Blindingly handsome, all awash in the golden sun, beautiful for his bright laughter and bold, bright brashness, beautiful for his breathy moans as he urges Kyungsoo harder and faster, whispers about just exactly how he wants to take him. Wants Kyungsoo in his mouth, wants Kyungsoo's mouth on him, too. It's so fucking gorgeous, looks like it was made to be fucked. Fuck, he wants to fuck him, too.

He surges upwards to kiss him quiet, drunk still on the heady timbre of Jongdae’s moans.

He rocks upwards, his muscles shivering beneath Kyungsoo’s palms, and he gasps into his throat, soft and high, fingernails scraping at clothed skin, clawing as his thrusts get fiercer, more urgent.

There’s insistence in every heavy drag of his cock, gorgeous arousal in every hiccuping moan.

Close, close, close.

Kyungsoo is close, too. The desire to come shivering through every limb, pulling his balls tight.

Kyungsoo's head is swimming, his body overcome with pleasure, and Jongdae is the warm, willing, wanton anchor.

Clawing and gasping and moaning for more, more, more.

Kyungsoo bites down hard on his shoulder, rolls deliberately, his shaft dragging purposefully to press hard and relentless against the engorged head of Jongdae’s cock, and Jongdae sobs as orgasm overtakes him.

Jongdae bites, too, as he comes, hard and painful and hot, and Kyungsoo follows immediately afterward, his hips stuttering to a halt, cock spurting heavily in his boxers.

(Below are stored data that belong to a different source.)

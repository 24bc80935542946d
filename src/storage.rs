//! Storage Module
//!
//! File-backed key-value store shared with the host's login flow. Each key
//! is one JSON file; writes go through a temp file and rename so a reader
//! always sees a complete value.

use std::path::{Path, PathBuf};

use serde::{Deserialize, Serialize};
use tracing::{debug, error, info};

/// Local key-value store
pub struct KeyValueStore {
    storage_path: PathBuf,
}

impl KeyValueStore {
    /// Store under the platform's local data directory
    pub fn new() -> Self {
        let storage_path = dirs::data_local_dir()
            .unwrap_or_else(|| PathBuf::from("."))
            .join("CareTracker");
        Self::with_root(storage_path)
    }

    /// Store rooted at an explicit directory
    pub fn with_root(storage_path: impl Into<PathBuf>) -> Self {
        let storage_path = storage_path.into();

        if let Err(e) = std::fs::create_dir_all(&storage_path) {
            error!("Failed to create storage directory: {}", e);
        }

        debug!("Key-value store initialized at: {:?}", storage_path);

        Self { storage_path }
    }

    pub fn root(&self) -> &Path {
        &self.storage_path
    }

    /// Save a value under `key`
    pub fn save<T: Serialize>(&self, key: &str, data: &T) -> Result<(), StorageError> {
        let json = serde_json::to_vec(data)
            .map_err(|e| StorageError::Serialization(e.to_string()))?;

        let file_path = self.path_for(key);
        let tmp_path = file_path.with_extension("json.tmp");
        std::fs::write(&tmp_path, json)
            .map_err(|e| StorageError::Io(e.to_string()))?;
        std::fs::rename(&tmp_path, &file_path)
            .map_err(|e| StorageError::Io(e.to_string()))?;

        info!("Saved data for key: {}", key);
        Ok(())
    }

    /// Load the value stored under `key`
    pub fn load<T: for<'de> Deserialize<'de>>(&self, key: &str) -> Result<T, StorageError> {
        let file_path = self.path_for(key);

        let bytes = match std::fs::read(&file_path) {
            Ok(bytes) => bytes,
            Err(e) if e.kind() == std::io::ErrorKind::NotFound => {
                return Err(StorageError::NotFound(key.to_string()))
            }
            Err(e) => return Err(StorageError::Io(e.to_string())),
        };

        serde_json::from_slice(&bytes)
            .map_err(|e| StorageError::Serialization(e.to_string()))
    }

    /// Delete stored data
    pub fn delete(&self, key: &str) -> Result<(), StorageError> {
        let file_path = self.path_for(key);

        if file_path.exists() {
            std::fs::remove_file(&file_path)
                .map_err(|e| StorageError::Io(e.to_string()))?;
            info!("Deleted stored data for key: {}", key);
        }

        Ok(())
    }

    /// Check if key exists
    pub fn exists(&self, key: &str) -> bool {
        self.path_for(key).exists()
    }

    fn path_for(&self, key: &str) -> PathBuf {
        self.storage_path.join(format!("{}.json", key))
    }
}

impl Default for KeyValueStore {
    fn default() -> Self {
        Self::new()
    }
}

/// Storage errors
#[derive(Debug, thiserror::Error)]
pub enum StorageError {
    #[error("No value stored for key: {0}")]
    NotFound(String),

    #[error("IO error: {0}")]
    Io(String),

    #[error("Serialization error: {0}")]
    Serialization(String),
}
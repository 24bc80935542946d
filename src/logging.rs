//! Logging Module
//!
//! Structured logging with file output for diagnostics.

use std::path::PathBuf;

use tracing_appender::rolling::{RollingFileAppender, Rotation};
use tracing_subscriber::{fmt, prelude::*, EnvFilter};

use crate::config::LoggingConfig;

const LOG_FILE_PREFIX: &str = "care-tracker.log";

/// Initialize logging with console and file output.
///
/// Safe to call more than once; only the first call installs a subscriber.
pub fn init(config: &LoggingConfig) {
    let log_dir = config.directory.clone().unwrap_or_else(default_log_directory);

    // Ensure log directory exists
    let _ = std::fs::create_dir_all(&log_dir);

    // Daily rotation; console-only if the file cannot be opened
    let file_layer = RollingFileAppender::builder()
        .rotation(Rotation::DAILY)
        .filename_prefix(LOG_FILE_PREFIX)
        .build(&log_dir)
        .ok()
        .map(|appender| {
            fmt::layer()
                .with_ansi(false)
                .with_target(true)
                .with_writer(appender)
        });

    // Console output in debug builds only
    #[cfg(debug_assertions)]
    let console_layer = Some(fmt::layer().with_target(true).pretty());

    #[cfg(not(debug_assertions))]
    let console_layer: Option<fmt::Layer<_>> = None;

    let filter = EnvFilter::try_from_default_env()
        .or_else(|_| EnvFilter::try_new(&config.level))
        .unwrap_or_else(|_| EnvFilter::new("info,hyper=warn,reqwest=warn"));

    let subscriber = tracing_subscriber::registry()
        .with(filter)
        .with(file_layer)
        .with(console_layer);

    let _ = tracing::subscriber::set_global_default(subscriber);
}

fn default_log_directory() -> PathBuf {
    dirs::data_local_dir()
        .unwrap_or_else(|| PathBuf::from("."))
        .join("CareTracker")
        .join("logs")
}

#[cfg(test)]
mod tests {
    use super::*;

    #[test]
    fn test_init_twice_is_harmless() {
        let dir = tempfile::tempdir().unwrap();
        let config = LoggingConfig {
            level: "debug".into(),
            directory: Some(dir.path().to_path_buf()),
        };

        init(&config);
        init(&config);
        tracing::info!("logging initialized");

        assert!(dir.path().exists());
    }
}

He collapses into Jongdae’s sweaty, sated body.

Jongdae smiles into his shoulder, kissing there languidly through the comedown, and it’s stupid how it seems to radiate so much heat, have tendrils of contentment branching out from that point of contact to his tingling extremities.

He is messy and breathless, flushed still, his clothing upset, his hair disheveled, and it’s beautiful. Kyungsoo reaches forward to help him upwards, at a loss suddenly for what to do in the aftermath of this encounter.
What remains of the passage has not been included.